All tariffs on inverters for solar panels, panels and led appliances and bulbs have been eliminated to make them more accessible to the average Bahamian, he said.

He added that his government is facilitating climate action in the housing sector by pursuing the development of green subdivisions which will be solar powered.

“Mr. President, we need adequate and predictable sources of funding to make these projects a reality,” he further stated.

Dorset said that the Bahamas has a new energy strategy that focuses on the awareness of energy conservation. By 2030, 30 per cent of the country’s energy will be produced by renewable energy sources by 2030, and in 2014, the government will introduce a framework for 10 per cent of the existing generating capacity to come from solar residential energy self generation.

“Through our energy sector reforms-our goal is to reduce the cost of electricity and our reliance on fossil fuels by using cleaner fuels like natural gas,” he said.

“Mr. President, climate change continues to impact the Bahamas in a real and present way. Just hours ago, the coastlines of the Bahamas were bombarded by heavy sea swells, caused by tropical storm Melissa. Again, there has been significant loss and damage to our coastal infrastructure.

“As the eventuality of sea level rise looms, our low lying coastal marine system and ground water would be so greatly impacted that we could loose all our farms and the food that we are able to produce.

“Mr. president, the Bahamas is ready to work. We have increased our political will to address climate change and to promote sustainable development, as we will not accept a world where climate change induced events like Haiyan and Sandy are the norm.
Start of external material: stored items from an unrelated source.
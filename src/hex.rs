//! Axial hex coordinates (pointy-top) and the ring/disk walks built on them.
//!
//! Cube form is `x = q`, `z = r`, `y = -x - z`. All arithmetic wraps instead of
//! panicking so enumeration stays total for coordinates near the `i32` limits.

use serde::{Deserialize, Serialize};
use std::fmt;
use std::str::FromStr;

#[derive(Debug, Clone, Copy, PartialEq, Eq, Hash, PartialOrd, Ord, Serialize, Deserialize)]
pub struct Hex {
    pub q: i32,
    pub r: i32,
}

impl Hex {
    pub const ORIGIN: Hex = Hex { q: 0, r: 0 };

    pub const fn new(q: i32, r: i32) -> Self {
        Hex { q, r }
    }

    /// Cube `y` component.
    pub fn s(&self) -> i64 {
        -(self.q as i64) - (self.r as i64)
    }

    pub fn offset(&self, direction: Direction, steps: u32) -> Hex {
        let (dq, dr) = direction.delta();
        let steps = steps as i32;
        Hex {
            q: self.q.wrapping_add(dq.wrapping_mul(steps)),
            r: self.r.wrapping_add(dr.wrapping_mul(steps)),
        }
    }

    pub fn neighbor(&self, direction: Direction) -> Hex {
        self.offset(direction, 1)
    }

    pub fn neighbors(&self) -> [Hex; 6] {
        Direction::ALL.map(|direction| self.neighbor(direction))
    }

    /// Hex (cube-metric) distance, saturating at `u32::MAX`.
    pub fn distance(&self, other: &Hex) -> u32 {
        let dx = (self.q as i64 - other.q as i64).abs();
        let dz = (self.r as i64 - other.r as i64).abs();
        let dy = (self.s() - other.s()).abs();
        u32::try_from(dx.max(dy).max(dz)).unwrap_or(u32::MAX)
    }

    pub fn ring(&self, radius: u32) -> Ring {
        Ring::new(*self, radius)
    }

    /// Every coordinate within `radius` steps, ring by ring from the center outward.
    pub fn disk(&self, radius: u32) -> impl Iterator<Item = Hex> {
        let center = *self;
        (0..=radius).flat_map(move |r| Ring::new(center, r))
    }
}

impl fmt::Display for Hex {
    fn fmt(&self, f: &mut fmt::Formatter<'_>) -> fmt::Result {
        write!(f, "({}, {})", self.q, self.r)
    }
}

pub fn distance(a: Hex, b: Hex) -> u32 {
    a.distance(&b)
}

pub fn neighbors(c: Hex) -> [Hex; 6] {
    c.neighbors()
}

pub fn ring(center: Hex, radius: u32) -> Ring {
    Ring::new(center, radius)
}

pub fn disk_around(center: Hex, radius: u32) -> impl Iterator<Item = Hex> {
    center.disk(radius)
}

/// The six axial directions, listed counter-clockwise starting from east.
#[derive(Debug, Clone, Copy, PartialEq, Eq, Hash, Serialize, Deserialize)]
#[serde(rename_all = "snake_case")]
pub enum Direction {
    East,
    NorthEast,
    NorthWest,
    West,
    SouthWest,
    SouthEast,
}

impl Direction {
    pub const ALL: [Direction; 6] = [
        Direction::East,
        Direction::NorthEast,
        Direction::NorthWest,
        Direction::West,
        Direction::SouthWest,
        Direction::SouthEast,
    ];

    pub fn delta(&self) -> (i32, i32) {
        match self {
            Direction::East => (1, 0),
            Direction::NorthEast => (1, -1),
            Direction::NorthWest => (0, -1),
            Direction::West => (-1, 0),
            Direction::SouthWest => (-1, 1),
            Direction::SouthEast => (0, 1),
        }
    }

    pub fn short_name(&self) -> &'static str {
        match self {
            Direction::East => "e",
            Direction::NorthEast => "ne",
            Direction::NorthWest => "nw",
            Direction::West => "w",
            Direction::SouthWest => "sw",
            Direction::SouthEast => "se",
        }
    }
}

#[derive(Debug, Clone, PartialEq, Eq, thiserror::Error)]
#[error("unknown direction '{0}' (expected one of e, ne, nw, w, sw, se)")]
pub struct ParseDirectionError(pub String);

impl FromStr for Direction {
    type Err = ParseDirectionError;

    fn from_str(s: &str) -> Result<Self, Self::Err> {
        match s.trim().to_ascii_lowercase().replace(['-', '_', ' '], "").as_str() {
            "e" | "east" => Ok(Direction::East),
            "ne" | "northeast" => Ok(Direction::NorthEast),
            "nw" | "northwest" => Ok(Direction::NorthWest),
            "w" | "west" => Ok(Direction::West),
            "sw" | "southwest" => Ok(Direction::SouthWest),
            "se" | "southeast" => Ok(Direction::SouthEast),
            _ => Err(ParseDirectionError(s.to_string())),
        }
    }
}

/// Lazy walk over the `6 * radius` cells at exactly `radius` from `center`.
///
/// Starts at `center + SouthWest * radius` and walks the six sides in
/// [`Direction::ALL`] order, so every call yields the same sequence.
#[derive(Debug, Clone)]
pub struct Ring {
    current: Hex,
    radius: u32,
    side: usize,
    step: u32,
    done: bool,
}

impl Ring {
    pub fn new(center: Hex, radius: u32) -> Self {
        let current = if radius == 0 {
            center
        } else {
            center.offset(Direction::SouthWest, radius)
        };
        Ring {
            current,
            radius,
            side: 0,
            step: 0,
            done: false,
        }
    }
}

impl Iterator for Ring {
    type Item = Hex;

    fn next(&mut self) -> Option<Hex> {
        if self.done {
            return None;
        }
        if self.radius == 0 {
            self.done = true;
            return Some(self.current);
        }

        let out = self.current;
        self.current = self.current.neighbor(Direction::ALL[self.side]);
        self.step += 1;
        if self.step == self.radius {
            self.step = 0;
            self.side += 1;
            if self.side == Direction::ALL.len() {
                self.done = true;
            }
        }
        Some(out)
    }

    fn size_hint(&self) -> (usize, Option<usize>) {
        if self.done {
            return (0, Some(0));
        }
        let remaining = if self.radius == 0 {
            1
        } else {
            let radius = self.radius as usize;
            (6 - self.side) * radius - self.step as usize
        };
        (remaining, Some(remaining))
    }
}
“We will not accept a world of climate migrants. The time is now! The Bahamas would like to leave Warsaw with concrete decisions being made to advance our climate change adaptation efforts. It is time to do more, and it is time to do it faster than we have ever done before,” Dorsett said.

The summit as slated to end on Friday but was stull underway at noon local time Saturday.

One reply on “‘This is not a time for backsliding,’ Bahamian minister tells climate talks”

  1. Climate change is more linked to volcanic activity than to man. What ever they decide on, they will not be able to reverse the current problem. One volcanic eruption can cause 10 or 20 years of progressive damage more than all of the planets mankind can do.

    Volcanic polution has gone on for millions of years, heating, cooling, freezing whole areas of Earth, defrosting, melting, causing sea’s to drop rise, flooding, desertification. Its an act of nature, with little control that man can input to stop the process.

    Whatever is decided at this summit, it will have no visual or physical effect on the current cycle that the earth is in.

    Although pollution of our atmosphere by burning and using fossil fuels is a very important matter. Equally, or more so, is the poisoning of our rivers and seas, that we can control. Destruction of oxygen making broadleaf tree forests, that we can control.

    All our so called experts need to get their priorities right. Make as much noise about the destruction of our rivers, sea’s, and forests. Without them we cannot feed ourselves. These are short term and quick prohibition practicability’s, but climate change is unavoidable in the short term.

    The Japanese are currently polluting our seas and the air we breath with radiation, such pollution is even as far reaching as the West Coast USA and Canada God only knows what damage it is inflicting on the Pacific island people.

    This is another reason why nuclear energy should be banned worldwide.

    A few more nuclear incidents could well make the air we breath and food we grow contaminated, contaminated to dangerous levels worldwide.

    Remember the 1986 Russian Chernobyl disaster, radiation from that is still affecting the whole world. Long-term effects such as cancers and deformities are still being accounted for.